ABOUT THIS EXERCISE:
Each line of the records that holds the word "true" should be copied out.

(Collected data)
┄┄┄┄┄┄┄┄┄┄
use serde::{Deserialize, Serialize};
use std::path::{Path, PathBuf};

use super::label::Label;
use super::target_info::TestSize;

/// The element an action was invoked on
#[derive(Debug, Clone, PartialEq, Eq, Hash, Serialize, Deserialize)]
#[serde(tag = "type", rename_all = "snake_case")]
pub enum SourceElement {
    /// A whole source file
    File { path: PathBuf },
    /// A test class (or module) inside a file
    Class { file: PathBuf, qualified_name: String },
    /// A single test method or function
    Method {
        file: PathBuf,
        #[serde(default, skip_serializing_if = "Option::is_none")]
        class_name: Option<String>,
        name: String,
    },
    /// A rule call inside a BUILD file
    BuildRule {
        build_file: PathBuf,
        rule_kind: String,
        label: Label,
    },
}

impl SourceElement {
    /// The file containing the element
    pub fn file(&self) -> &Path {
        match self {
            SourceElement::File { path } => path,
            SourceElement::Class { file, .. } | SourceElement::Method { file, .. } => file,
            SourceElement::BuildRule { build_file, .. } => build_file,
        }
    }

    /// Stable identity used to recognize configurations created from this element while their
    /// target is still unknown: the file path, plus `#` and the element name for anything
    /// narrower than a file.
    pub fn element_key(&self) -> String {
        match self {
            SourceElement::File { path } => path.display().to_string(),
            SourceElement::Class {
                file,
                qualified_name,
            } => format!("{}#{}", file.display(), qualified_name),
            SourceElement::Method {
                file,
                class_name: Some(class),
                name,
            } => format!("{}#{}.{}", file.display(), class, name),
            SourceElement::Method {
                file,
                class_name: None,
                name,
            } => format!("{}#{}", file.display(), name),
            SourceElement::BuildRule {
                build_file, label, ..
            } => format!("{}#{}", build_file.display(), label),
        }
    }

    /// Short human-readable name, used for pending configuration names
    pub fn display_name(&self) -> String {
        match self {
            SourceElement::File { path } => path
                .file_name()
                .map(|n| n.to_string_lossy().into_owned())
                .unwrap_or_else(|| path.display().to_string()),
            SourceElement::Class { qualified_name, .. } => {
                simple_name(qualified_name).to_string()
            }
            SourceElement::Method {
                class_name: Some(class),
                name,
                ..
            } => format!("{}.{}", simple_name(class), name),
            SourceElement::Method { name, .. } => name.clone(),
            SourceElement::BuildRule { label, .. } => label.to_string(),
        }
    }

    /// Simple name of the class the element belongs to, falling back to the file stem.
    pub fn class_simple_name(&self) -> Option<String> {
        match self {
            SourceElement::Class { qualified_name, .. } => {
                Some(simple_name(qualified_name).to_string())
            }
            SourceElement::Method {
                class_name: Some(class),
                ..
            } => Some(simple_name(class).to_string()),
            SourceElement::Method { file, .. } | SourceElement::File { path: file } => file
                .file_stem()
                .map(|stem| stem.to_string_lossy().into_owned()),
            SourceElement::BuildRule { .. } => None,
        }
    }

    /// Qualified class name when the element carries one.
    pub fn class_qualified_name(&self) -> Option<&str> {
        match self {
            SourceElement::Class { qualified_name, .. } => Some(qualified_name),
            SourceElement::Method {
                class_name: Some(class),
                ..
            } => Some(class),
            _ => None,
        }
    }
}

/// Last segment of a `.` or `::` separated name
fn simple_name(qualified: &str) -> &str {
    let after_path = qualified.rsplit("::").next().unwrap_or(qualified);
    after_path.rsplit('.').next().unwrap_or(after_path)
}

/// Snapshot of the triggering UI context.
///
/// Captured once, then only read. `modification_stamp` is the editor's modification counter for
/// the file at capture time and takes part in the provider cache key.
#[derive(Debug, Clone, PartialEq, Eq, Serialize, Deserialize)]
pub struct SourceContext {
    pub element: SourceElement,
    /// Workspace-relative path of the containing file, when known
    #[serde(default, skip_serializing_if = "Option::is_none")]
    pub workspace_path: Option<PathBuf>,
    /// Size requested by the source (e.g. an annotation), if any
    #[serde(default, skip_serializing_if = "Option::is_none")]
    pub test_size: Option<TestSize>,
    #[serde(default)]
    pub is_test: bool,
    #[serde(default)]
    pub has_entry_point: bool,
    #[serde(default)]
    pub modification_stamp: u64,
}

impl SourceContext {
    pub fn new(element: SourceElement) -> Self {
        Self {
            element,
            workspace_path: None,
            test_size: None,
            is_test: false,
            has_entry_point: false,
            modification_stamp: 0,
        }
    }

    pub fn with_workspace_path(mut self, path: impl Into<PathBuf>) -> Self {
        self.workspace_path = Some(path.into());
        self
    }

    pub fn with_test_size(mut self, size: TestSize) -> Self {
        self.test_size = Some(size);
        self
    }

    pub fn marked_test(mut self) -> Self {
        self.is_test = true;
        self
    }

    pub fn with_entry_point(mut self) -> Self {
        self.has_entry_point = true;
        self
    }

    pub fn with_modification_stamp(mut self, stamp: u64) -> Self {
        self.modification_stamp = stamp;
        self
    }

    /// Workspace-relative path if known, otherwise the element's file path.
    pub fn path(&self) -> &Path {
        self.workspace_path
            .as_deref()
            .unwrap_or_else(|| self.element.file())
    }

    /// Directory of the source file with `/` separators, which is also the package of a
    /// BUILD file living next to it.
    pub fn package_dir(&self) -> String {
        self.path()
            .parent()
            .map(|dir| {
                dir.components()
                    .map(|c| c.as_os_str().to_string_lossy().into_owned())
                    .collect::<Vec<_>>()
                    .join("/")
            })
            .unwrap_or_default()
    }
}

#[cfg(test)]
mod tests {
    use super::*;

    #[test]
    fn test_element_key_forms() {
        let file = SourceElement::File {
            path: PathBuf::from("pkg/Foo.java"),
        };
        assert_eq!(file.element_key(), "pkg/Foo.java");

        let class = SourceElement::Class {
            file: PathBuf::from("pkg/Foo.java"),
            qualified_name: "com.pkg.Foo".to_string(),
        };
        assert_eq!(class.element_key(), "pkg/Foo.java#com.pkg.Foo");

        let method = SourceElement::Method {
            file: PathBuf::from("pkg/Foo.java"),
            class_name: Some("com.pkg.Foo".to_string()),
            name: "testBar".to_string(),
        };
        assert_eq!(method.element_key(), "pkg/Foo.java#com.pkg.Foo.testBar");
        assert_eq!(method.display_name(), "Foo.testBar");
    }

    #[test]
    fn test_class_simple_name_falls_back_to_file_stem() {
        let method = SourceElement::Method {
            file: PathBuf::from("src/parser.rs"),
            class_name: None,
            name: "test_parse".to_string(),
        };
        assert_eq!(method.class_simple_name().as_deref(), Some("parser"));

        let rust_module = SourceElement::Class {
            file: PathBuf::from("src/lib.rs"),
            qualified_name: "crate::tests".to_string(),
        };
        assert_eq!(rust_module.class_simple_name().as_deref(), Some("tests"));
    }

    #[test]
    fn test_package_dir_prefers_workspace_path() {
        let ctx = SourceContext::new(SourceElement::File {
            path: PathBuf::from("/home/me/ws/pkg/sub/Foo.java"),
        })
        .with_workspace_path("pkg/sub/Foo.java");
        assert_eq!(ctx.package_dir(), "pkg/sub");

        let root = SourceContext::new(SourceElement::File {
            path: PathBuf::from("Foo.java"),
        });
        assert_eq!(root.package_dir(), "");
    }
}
┄┄┄┄┄┄┄┄┄┄
SOLUTION FOR THIS TASK:
        self.is_test = true;
        self.has_entry_point = true;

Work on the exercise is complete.